WOMEN MULL HIGHER OFFICE: Ovetta Wiggins of the Post reports that two female Democratic lawmakers in Maryland — Dels. Joseline Pena-Melnyk and Maggie McIntosh — disappointed in Hillary Clinton’s presidential loss and the sudden absence of women in the state’s congressional delegation, said Thursday that they are considering statewide runs for office in 2018.
- Del. Maggie McIntosh of Baltimore, a veteran Democratic lawmaker, is weighing a run against Maryland’s popular Republican Gov. Larry Hogan. McIntosh said Thursday she’s considering a run for statewide office in 2018. She said she was inspired to act by Democrat Hillary Clinton’s loss in the presidential election last week and the lack of women in high-profile Maryland political jobs, Erin Cox reports for the Sun.
- “We don’t have a woman in Congress and we’ve never had a woman governor or presiding officer,” said McIntosh, a veteran of the House for 24 years, in an interview with Bryan Sears of the Daily Record. “After last week, a lot of people started looking at ways we could promote women in leadership in our party.
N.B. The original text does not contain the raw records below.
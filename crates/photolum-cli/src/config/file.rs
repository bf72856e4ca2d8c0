use crate::error::{CliError, Result};
use photolum::core::math::kernels::Kernel;
use photolum::engine::config::ModeSelection;
use serde::Deserialize;
use std::path::{Path, PathBuf};
use tracing::debug;

#[derive(Deserialize, Debug, Default, Clone)]
#[serde(deny_unknown_fields, rename_all = "kebab-case")]
pub struct FileInputsConfig {
    pub ground: Option<PathBuf>,
    pub excited: Option<PathBuf>,
    pub phonons: Option<PathBuf>,
    pub output: Option<PathBuf>,
}

#[derive(Deserialize, Debug, Default, Clone)]
#[serde(deny_unknown_fields, rename_all = "kebab-case")]
pub struct FileSpectrumConfig {
    pub zpl: Option<f64>,
    pub gamma: Option<f64>,
    pub t_max: Option<f64>,
    pub mode_selection: Option<ModeSelection>,
}

#[derive(Deserialize, Debug, Default, Clone)]
#[serde(deny_unknown_fields, rename_all = "kebab-case")]
pub struct FileBroadeningConfig {
    pub kernel: Option<Kernel>,
    pub sigma: Option<f64>,
}

#[derive(Deserialize, Debug, Default, Clone)]
#[serde(deny_unknown_fields, rename_all = "kebab-case")]
pub struct FileWindowConfig {
    pub below_zpl: Option<f64>,
    pub above_zpl: Option<f64>,
}

#[derive(Deserialize, Debug, Default, Clone)]
#[serde(deny_unknown_fields, rename_all = "kebab-case")]
pub struct FileEnergyGridConfig {
    pub max_factor: Option<f64>,
    pub fallback_max: Option<f64>,
}

#[derive(Deserialize, Debug, Default, Clone)]
#[serde(deny_unknown_fields, rename_all = "kebab-case")]
pub struct FileSweepConfig {
    pub zpl: Option<Vec<f64>>,
    pub gamma: Option<Vec<f64>>,
}

#[derive(Deserialize, Debug, Default, Clone)]
#[serde(deny_unknown_fields, rename_all = "kebab-case")]
pub struct FileConfig {
    pub inputs: Option<FileInputsConfig>,
    pub spectrum: Option<FileSpectrumConfig>,
    pub broadening: Option<FileBroadeningConfig>,
    pub window: Option<FileWindowConfig>,
    pub energy_grid: Option<FileEnergyGridConfig>,
    pub sweep: Option<FileSweepConfig>,
}

impl FileConfig {
    pub fn from_file(path: &Path) -> Result<Self> {
        debug!("Loading configuration from file: {:?}", path);
        let content = std::fs::read_to_string(path)?;
        toml::from_str(&content).map_err(|e| CliError::FileParsing {
            path: path.to_path_buf(),
            source: e.into(),
        })
    }
}

#[cfg(test)]
mod tests {
    use super::*;
    use std::fs;
    use tempfile::tempdir;

    #[test]
    fn parses_every_section() {
        let dir = tempdir().unwrap();
        let path = dir.path().join("photolum.toml");
        fs::write(
            &path,
            r#"
            [inputs]
            ground = "relaxed/CONTCAR_GS"
            excited = "relaxed/CONTCAR_ES"
            phonons = "phonopy/band.yaml"
            output = "lineshape"

            [spectrum]
            zpl = 1950.0
            gamma = 3.5
            t-max = 1500.0
            mode-selection = "all"

            [broadening]
            kernel = "lorentzian"
            sigma = 4.0

            [window]
            below-zpl = 400.0
            above-zpl = 50.0

            [energy-grid]
            max-factor = 3.0
            fallback-max = 6000.0

            [sweep]
            zpl = [1900.0, 1950.0]
            gamma = [2.0, 4.0, 8.0]
            "#,
        )
        .unwrap();

        let config = FileConfig::from_file(&path).unwrap();

        let inputs = config.inputs.unwrap();
        assert_eq!(inputs.phonons, Some(PathBuf::from("phonopy/band.yaml")));
        let spectrum = config.spectrum.unwrap();
        assert_eq!(spectrum.zpl, Some(1950.0));
        assert_eq!(spectrum.t_max, Some(1500.0));
        assert_eq!(spectrum.mode_selection, Some(ModeSelection::All));
        assert_eq!(config.broadening.unwrap().kernel, Some(Kernel::Lorentzian));
        assert_eq!(config.window.unwrap().below_zpl, Some(400.0));
        assert_eq!(config.energy_grid.unwrap().fallback_max, Some(6000.0));
        assert_eq!(config.sweep.unwrap().gamma, Some(vec![2.0, 4.0, 8.0]));
    }

    #[test]
    fn unknown_keys_are_rejected() {
        let dir = tempdir().unwrap();
        let path = dir.path().join("bad.toml");
        fs::write(&path, "[spectrum]\nzero-phonon-line = 1945.0\n").unwrap();

        assert!(matches!(
            FileConfig::from_file(&path),
            Err(CliError::FileParsing { .. })
        ));
    }

    #[test]
    fn missing_file_is_an_io_error() {
        let dir = tempdir().unwrap();
        assert!(matches!(
            FileConfig::from_file(&dir.path().join("absent.toml")),
            Err(CliError::Io(_))
        ));
    }
}
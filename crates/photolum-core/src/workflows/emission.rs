use std::borrow::Cow;
use std::path::{Path, PathBuf};

use num_complex::Complex64;
use tracing::{info, instrument};

use crate::core::io::band_yaml::BandYamlFile;
use crate::core::io::poscar::PoscarFile;
use crate::core::io::traits::InputFile;
use crate::core::models::geometry::Geometry;
use crate::core::models::phonon::PhononSet;
use crate::engine::config::{ModeSelection, SpectrumConfig};
use crate::engine::error::EngineError;
use crate::engine::huang_rhys::HuangRhysSpectrum;
use crate::engine::progress::{Progress, ProgressReporter, Stage};
use crate::engine::spectrum::{
    self, Luminescence, OpticalSpectrum, SpectralFunction, TimeDomainSpectralFunction,
};

#[derive(Debug, Clone)]
pub struct EmissionResult {
    pub huang_rhys: HuangRhysSpectrum,
    pub spectral_function: SpectralFunction,
    pub time_domain: TimeDomainSpectralFunction,
    /// `G(t)` on the time grid of [`EmissionResult::time_domain`].
    pub generating_function: Vec<Complex64>,
    pub optical_spectrum: OpticalSpectrum,
    pub luminescence: Luminescence,
}

/// Locations of the three input files of an emission run.
#[derive(Debug, Clone, PartialEq, Eq)]
pub struct InputPaths {
    pub ground: PathBuf,
    pub excited: PathBuf,
    pub phonons: PathBuf,
}

impl Default for InputPaths {
    fn default() -> Self {
        Self {
            ground: PathBuf::from("CONTCAR_GS"),
            excited: PathBuf::from("CONTCAR_ES"),
            phonons: PathBuf::from("band.yaml"),
        }
    }
}

pub struct Inputs {
    pub ground: Geometry,
    pub excited: Geometry,
    pub phonons: PhononSet,
}

/// Reads both structures and the phonon listing, attaching the offending path to
/// any loader error.
pub fn load_inputs(paths: &InputPaths) -> Result<Inputs, EngineError> {
    let read_structure = |path: &Path| {
        PoscarFile::read_from_path(path).map_err(|source| EngineError::Structure {
            path: path.to_path_buf(),
            source,
        })
    };
    let ground = read_structure(paths.ground.as_path())?;
    let excited = read_structure(paths.excited.as_path())?;
    let phonons =
        BandYamlFile::read_from_path(&paths.phonons).map_err(|source| EngineError::Phonons {
            path: paths.phonons.clone(),
            source,
        })?;
    info!(
        "Loaded {} atoms and {} phonon modes.",
        ground.num_atoms(),
        phonons.num_modes()
    );
    Ok(Inputs {
        ground,
        excited,
        phonons,
    })
}

#[instrument(skip_all, name = "emission_workflow")]
pub fn run_from_paths(
    paths: &InputPaths,
    config: &SpectrumConfig,
    reporter: &ProgressReporter,
) -> Result<EmissionResult, EngineError> {
    reporter.report(Progress::RunStart {
        stages: 2 + Stage::SPECTRAL.len() as u64,
    });
    let inputs = reporter.stage(Stage::Loading, || load_inputs(paths))?;
    let result = emission_stages(&inputs.ground, &inputs.excited, &inputs.phonons, config, reporter);
    reporter.report(Progress::RunFinish);
    result
}

#[instrument(skip_all, name = "emission_workflow")]
pub fn run(
    ground: &Geometry,
    excited: &Geometry,
    phonons: &PhononSet,
    config: &SpectrumConfig,
    reporter: &ProgressReporter,
) -> Result<EmissionResult, EngineError> {
    reporter.report(Progress::RunStart {
        stages: 1 + Stage::SPECTRAL.len() as u64,
    });
    let result = emission_stages(ground, excited, phonons, config, reporter);
    reporter.report(Progress::RunFinish);
    result
}

/// Runs the spectral stages on an already computed Huang-Rhys spectrum.
///
/// Parameter sweeps over ZPL and damping reuse one spectrum this way.
#[instrument(skip_all, name = "spectral_stages", fields(zpl = config.zpl, gamma = config.gamma))]
pub fn run_spectrum(
    hr: &HuangRhysSpectrum,
    config: &SpectrumConfig,
    reporter: &ProgressReporter,
) -> Result<EmissionResult, EngineError> {
    let energies = reporter.stage(Stage::EnergyGrid, || spectrum::energy_grid(config))?;

    let spectral_function = reporter.stage(Stage::PhononSpectralFunction, || {
        Ok::<_, EngineError>(spectrum::phonon_spectral_function(
            hr,
            &energies,
            &config.broadening,
        ))
    })?;
    if let Some((e, s)) = spectral_function.peak() {
        info!("S(E) peaks at {:.2} meV (S = {:.4e} / meV).", e, s);
    }

    let time_domain = reporter.stage(Stage::TimeDomain, || {
        spectrum::time_domain_spectral_function(hr, &spectral_function)
    })?;

    let generating_function = reporter.stage(Stage::GeneratingFunction, || {
        Ok::<_, EngineError>(spectrum::generating_function(
            hr.total(),
            &time_domain.approximate,
        ))
    })?;

    let optical_spectrum = reporter.stage(Stage::OpticalSpectrum, || {
        spectrum::optical_spectral_function(
            &generating_function,
            &time_domain.times_inv_mev,
            config.zpl,
            config.gamma,
        )
    })?;

    let luminescence = reporter.stage(Stage::Luminescence, || {
        spectrum::luminescence(&optical_spectrum, config.zpl, &config.window)
    })?;
    if let Some((e, l)) = luminescence.peak() {
        info!("Luminescence peaks at {:.2} meV (|L| = {:.4e} / meV).", e, l);
    }

    Ok(EmissionResult {
        huang_rhys: hr.clone(),
        spectral_function,
        time_domain,
        generating_function,
        optical_spectrum,
        luminescence,
    })
}

/// Huang-Rhys spectrum of the retained modes, as the first stage of a run.
pub fn huang_rhys(
    ground: &Geometry,
    excited: &Geometry,
    phonons: &PhononSet,
    selection: ModeSelection,
) -> Result<HuangRhysSpectrum, EngineError> {
    let retained: Cow<'_, PhononSet> = match selection {
        ModeSelection::FirstHalf => Cow::Owned(phonons.distinct_half()?),
        ModeSelection::All => Cow::Borrowed(phonons),
    };
    let hr = HuangRhysSpectrum::compute(ground, excited, &retained)?;
    info!(
        "Total Huang-Rhys factor: {:.4} over {} modes.",
        hr.total(),
        hr.len()
    );
    Ok(hr)
}

fn emission_stages(
    ground: &Geometry,
    excited: &Geometry,
    phonons: &PhononSet,
    config: &SpectrumConfig,
    reporter: &ProgressReporter,
) -> Result<EmissionResult, EngineError> {
    let hr = reporter.stage(Stage::HuangRhys, || {
        huang_rhys(ground, excited, phonons, config.mode_selection)
    })?;
    reporter.report(Progress::Message(format!(
        "Total Huang-Rhys factor {:.4} over {} modes",
        hr.total(),
        hr.len()
    )));
    run_spectrum(&hr, config, reporter)
}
The election last week made me and others ask ‘What more can I be doing? What more can I do to promote the values and ideals that our state holds.’”
TRUMP & HOGAN’S FUTURE: In a column in MarylandReporter.com, Josh Kurtz, late of Center Maryland as he seeks to establish a new online news outlet, draws clear parallels between the 2014 Maryland gubernatorial election and the 2016 presidential election. He then looks to the 2018 gubernatorial election and what two years of a Trump presidency could mean for Gov. Hogan.
HARRIS LOSES CAUCUS VOTE: North Carolina Rep. Mark Walker was elected Thursday to lead an influential caucus of House conservatives, denying Maryland Rep. Andy Harris a shot at the job and the chance to help craft the party’s message, reports John Fritze for the Sun. Walker, in his first term, was elected chairman of the Republican Study Committee on what several lawmakers described as a close vote. The group has worked since the 1970s to pull the House of Representatives to the right on fiscal and social issues.
- Harris, a member of the hard-line conservative Freedom Caucus as well as the 170-member RSC, said that he wanted to unite the two groups. Harris’s spokeswoman said that he will remain a member of both, Jenna Portnoy of the Post writes.
SRB REAFFIRMS CITY SANCTUARY: Baltimore City Mayor Stephanie Rawlings-Blake reaffirmed Thursday that Baltimore welcomes immigrants and refugees, joining a growing number of mayors across the country who say they are trying to allay fear in those communities after the election of Donald J. Trump as president, Yvonne Wenger reports for the Sun.
MO CO LIQUOR CONTROL: Montgomery County Executive Ike Leggett is proposing to move the Department of Liquor Control’s wholesale and retail operations under the control of a liquor authority, which would maintain the monopoly structure over the wholesale distribution of most alcohol and the retail sale of all liquor in the county, writes Andrew Metcalf for Bethesda Beat.